Aim of the exercise.
The entries below should be copied exactly and completely.

Data items:
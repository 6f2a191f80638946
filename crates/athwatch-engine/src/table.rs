use std::collections::HashMap;

use athwatch_models::{RequestContext, Slot};
use tokio::time::{Duration, Instant};
use uuid::Uuid;

/// Where one verification responder stands for one request.
#[derive(Debug, Clone, Copy, PartialEq, Eq)]
pub enum ResponderState {
    NotSent,
    Pending,
    Ok(u64),
    NotAvailable,
    Malformed,
    TimedOut,
}

impl ResponderState {
    pub fn is_terminal(&self) -> bool {
        !matches!(self, ResponderState::NotSent | ResponderState::Pending)
    }
}

/// Tracking record for one in-flight request, keyed by asset address.
#[derive(Debug, Clone)]
pub struct CorrelationEntry {
    pub requested_at: Instant,
    /// One state per configured slot, in configuration order.
    pub states: Vec<(Slot, ResponderState)>,
    /// Slot whose `Ok` arrived first.
    pub first_ok: Option<Slot>,
    pub decided: bool,
    /// Id of the decision this entry produced, once decided.
    pub decision_id: Option<Uuid>,
    /// Set once the dispatcher has tried every slot. Until then a `NotSent`
    /// slot may still be reached.
    pub dispatched: bool,
    pub context: RequestContext,
}

impl CorrelationEntry {
    pub fn new(context: RequestContext, slots: &[Slot], requested_at: Instant) -> Self {
        Self {
            requested_at,
            states: slots
                .iter()
                .map(|slot| (*slot, ResponderState::NotSent))
                .collect(),
            first_ok: None,
            decided: false,
            decision_id: None,
            dispatched: false,
            context,
        }
    }

    pub fn state(&self, slot: Slot) -> Option<ResponderState> {
        self.states
            .iter()
            .find(|(s, _)| *s == slot)
            .map(|(_, state)| *state)
    }

    /// Move `slot` forward to `next`.
    ///
    /// Refused once the entry is decided, for slots this entry does not
    /// track, and for any slot that already reached a terminal state.
    pub fn advance(&mut self, slot: Slot, next: ResponderState) -> bool {
        if self.decided {
            return false;
        }
        let Some((_, current)) = self.states.iter_mut().find(|(s, _)| *s == slot) else {
            return false;
        };
        let allowed = match (*current, next) {
            (ResponderState::NotSent, ResponderState::Pending) => true,
            (ResponderState::NotSent | ResponderState::Pending, n) => n.is_terminal(),
            _ => false,
        };
        if !allowed {
            return false;
        }
        *current = next;
        if matches!(next, ResponderState::Ok(_)) && self.first_ok.is_none() {
            self.first_ok = Some(slot);
        }
        true
    }

    /// Time out every `Pending` slot whose wait exceeds its timeout. Returns
    /// how many slots changed.
    pub fn age<F>(&mut self, now: Instant, timeout: F) -> usize
    where
        F: Fn(Slot) -> Duration,
    {
        if self.decided {
            return 0;
        }
        let elapsed = now.saturating_duration_since(self.requested_at);
        let mut aged = 0;
        for (slot, state) in self.states.iter_mut() {
            if *state == ResponderState::Pending && elapsed > timeout(*slot) {
                *state = ResponderState::TimedOut;
                aged += 1;
            }
        }
        aged
    }

    /// True when nothing more can arrive: every slot is terminal, or was
    /// never reached by a finished dispatch.
    pub fn is_settled(&self) -> bool {
        self.states.iter().all(|(_, state)| {
            state.is_terminal() || (self.dispatched && *state == ResponderState::NotSent)
        })
    }

    pub fn reached_any(&self) -> bool {
        self.states
            .iter()
            .any(|(_, state)| *state != ResponderState::NotSent)
    }
}

/// All in-flight requests of the current cycle.
#[derive(Debug, Default)]
pub struct CorrelationTable {
    entries: HashMap<String, CorrelationEntry>,
}

impl CorrelationTable {
    pub fn new() -> Self {
        Self::default()
    }

    /// Forget the previous cycle. Returns how many entries were dropped.
    pub fn begin_cycle(&mut self) -> usize {
        let cleared = self.entries.len();
        self.entries.clear();
        cleared
    }

    /// Start tracking a request. Refused if the address is already tracked.
    pub fn seed(&mut self, context: RequestContext, slots: &[Slot], now: Instant) -> bool {
        let address = context.address().to_string();
        if self.entries.contains_key(&address) {
            return false;
        }
        self.entries
            .insert(address, CorrelationEntry::new(context, slots, now));
        true
    }

    pub fn mark_pending(&mut self, id: &str, slot: Slot) -> bool {
        self.record(id, slot, ResponderState::Pending)
    }

    /// Guarded write of a responder state. See [`CorrelationEntry::advance`].
    pub fn record(&mut self, id: &str, slot: Slot, state: ResponderState) -> bool {
        self.entries
            .get_mut(id)
            .map(|entry| entry.advance(slot, state))
            .unwrap_or(false)
    }

    /// Tracked and not yet decided.
    pub fn is_live(&self, id: &str) -> bool {
        self.entries.get(id).is_some_and(|entry| !entry.decided)
    }

    /// Remove the entry that produced `decision_id`. An entry seeded for the
    /// same address by a later cycle is left alone.
    pub fn release(&mut self, id: &str, decision_id: Uuid) -> Option<CorrelationEntry> {
        if self.entries.get(id)?.decision_id != Some(decision_id) {
            return None;
        }
        self.entries.remove(id)
    }

    pub fn discard(&mut self, id: &str) -> bool {
        self.entries.remove(id).is_some()
    }

    pub fn get(&self, id: &str) -> Option<&CorrelationEntry> {
        self.entries.get(id)
    }

    pub fn get_mut(&mut self, id: &str) -> Option<&mut CorrelationEntry> {
        self.entries.get_mut(id)
    }

    pub fn len(&self) -> usize {
        self.entries.len()
    }

    pub fn is_empty(&self) -> bool {
        self.entries.is_empty()
    }

    /// Addresses of undecided entries, sorted for a stable sweep order.
    pub fn live_ids(&self) -> Vec<String> {
        let mut ids: Vec<String> = self
            .entries
            .iter()
            .filter(|(_, entry)| !entry.decided)
            .map(|(id, _)| id.clone())
            .collect();
        ids.sort();
        ids
    }
}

Output.
repository 6f2a191f80638946
filename crates/athwatch-engine/src/table.rs
use std::collections::HashMap;

use athwatch_models::{RequestContext, Slot};
use tokio::time::{Duration, Instant};
use uuid::Uuid;

/// Where one verification responder stands for one request.
#[derive(Debug, Clone, Copy, PartialEq, Eq)]
pub enum ResponderState {
    NotSent,
    Pending,
    Ok(u64),
    NotAvailable,
    Malformed,
    TimedOut,
}

impl ResponderState {
    pub fn is_terminal(&self) -> bool {
        !matches!(self, ResponderState::NotSent | ResponderState::Pending)
    }
}

/// Tracking record for one in-flight request, keyed by asset address.
#[derive(Debug, Clone)]
pub struct CorrelationEntry {
    pub requested_at: Instant,
    /// One state per configured slot, in configuration order.
    pub states: Vec<(Slot, ResponderState)>,
    /// Slot whose `Ok` arrived first.
    pub first_ok: Option<Slot>,
    pub decided: bool,
    /// Id of the decision this entry produced, once decided.
    pub decision_id: Option<Uuid>,
    /// Set once the dispatcher has tried every slot. Until then a `NotSent`
    /// slot may still be reached.
    pub dispatched: bool,
    pub context: RequestContext,
}

impl CorrelationEntry {
    pub fn new(context: RequestContext, slots: &[Slot], requested_at: Instant) -> Self {
        Self {
            requested_at,
            states: slots
                .iter()
                .map(|slot| (*slot, ResponderState::NotSent))
                .collect(),
            first_ok: None,
            decided: false,
            decision_id: None,
            dispatched: false,
            context,
        }
    }

    pub fn state(&self, slot: Slot) -> Option<ResponderState> {
        self.states
            .iter()
            .find(|(s, _)| *s == slot)
            .map(|(_, state)| *state)
    }

    /// Move `slot` forward to `next`.
    ///
    /// Refused once the entry is decided, for slots this entry does not
    /// track, and for any slot that already reached a terminal state.
    pub fn advance(&mut self, slot: Slot, next: ResponderState) -> bool {
        if self.decided {
            return false;
        }
        let Some((_, current)) = self.states.iter_mut().find(|(s, _)| *s == slot) else {
            return false;
        };
        let allowed = match (*current, next) {
            (ResponderState::NotSent, ResponderState::Pending) => true,
            (ResponderState::NotSent | ResponderState::Pending, n) => n.is_terminal(),
            _ => false,
        };
        if !allowed {
            return false;
        }
        *current = next;
        if matches!(next, ResponderState::Ok(_)) && self.first_ok.is_none() {
            self.first_ok = Some(slot);
        }
        true
    }

    /// Time out every `Pending` slot whose wait exceeds its timeout. Returns
    /// how many slots changed.
    pub fn age<F>(&mut self, now: Instant, timeout: F) -> usize
    where
        F: Fn(Slot) -> Duration,
    {
        if self.decided {
            return 0;
        }
        let elapsed = now.saturating_duration_since(self.requested_at);
        let mut aged = 0;
        for (slot, state) in self.states.iter_mut() {
            if *state == ResponderState::Pending && elapsed > timeout(*slot) {
                *state = ResponderState::TimedOut;
                aged += 1;
            }
        }
        aged
    }

    /// True when nothing more can arrive: every slot is terminal, or was
    /// never reached by a finished dispatch.
    pub fn is_settled(&self) -> bool {
        self.states.iter().all(|(_, state)| {
            state.is_terminal() || (self.dispatched && *state == ResponderState::NotSent)
        })
    }

    pub fn reached_any(&self) -> bool {
        self.states
            .iter()
            .any(|(_, state)| *state != ResponderState::NotSent)
    }
}

/// All in-flight requests of the current cycle.
#[derive(Debug, Default)]
pub struct CorrelationTable {
    entries: HashMap<String, CorrelationEntry>,
}

impl CorrelationTable {
    pub fn new() -> Self {
        Self::default()
    }

    /// Forget the previous cycle. Returns how many entries were dropped.
    pub fn begin_cycle(&mut self) -> usize {
        let cleared = self.entries.len();
        self.entries.clear();
        cleared
    }

    /// Start tracking a request. Refused if the address is already tracked.
    pub fn seed(&mut self, context: RequestContext, slots: &[Slot], now: Instant) -> bool {
        let address = context.address().to_string();
        if self.entries.contains_key(&address) {
            return false;
        }
        self.entries
            .insert(address, CorrelationEntry::new(context, slots, now));
        true
    }

    pub fn mark_pending(&mut self, id: &str, slot: Slot) -> bool {
        self.record(id, slot, ResponderState::Pending)
    }

    /// Guarded write of a responder state. See [`CorrelationEntry::advance`].
    pub fn record(&mut self, id: &str, slot: Slot, state: ResponderState) -> bool {
        self.entries
            .get_mut(id)
            .map(|entry| entry.advance(slot, state))
            .unwrap_or(false)
    }

    /// Tracked and not yet decided.
    pub fn is_live(&self, id: &str) -> bool {
        self.entries.get(id).is_some_and(|entry| !entry.decided)
    }

    /// Remove the entry that produced `decision_id`. An entry seeded for the
    /// same address by a later cycle is left alone.
    pub fn release(&mut self, id: &str, decision_id: Uuid) -> Option<CorrelationEntry> {
        if self.entries.get(id)?.decision_id != Some(decision_id) {
            return None;
        }
        self.entries.remove(id)
    }

    pub fn discard(&mut self, id: &str) -> bool {
        self.entries.remove(id).is_some()
    }

    pub fn get(&self, id: &str) -> Option<&CorrelationEntry> {
        self.entries.get(id)
    }

    pub fn get_mut(&mut self, id: &str) -> Option<&mut CorrelationEntry> {
        self.entries.get_mut(id)
    }

    pub fn len(&self) -> usize {
        self.entries.len()
    }

    pub fn is_empty(&self) -> bool {
        self.entries.is_empty()
    }

    /// Addresses of undecided entries, sorted for a stable sweep order.
    pub fn live_ids(&self) -> Vec<String> {
        let mut ids: Vec<String> = self
            .entries
            .iter()
            .filter(|(_, entry)| !entry.decided)
            .map(|(id, _)| id.clone())
            .collect();
        ids.sort();
        ids
    }
}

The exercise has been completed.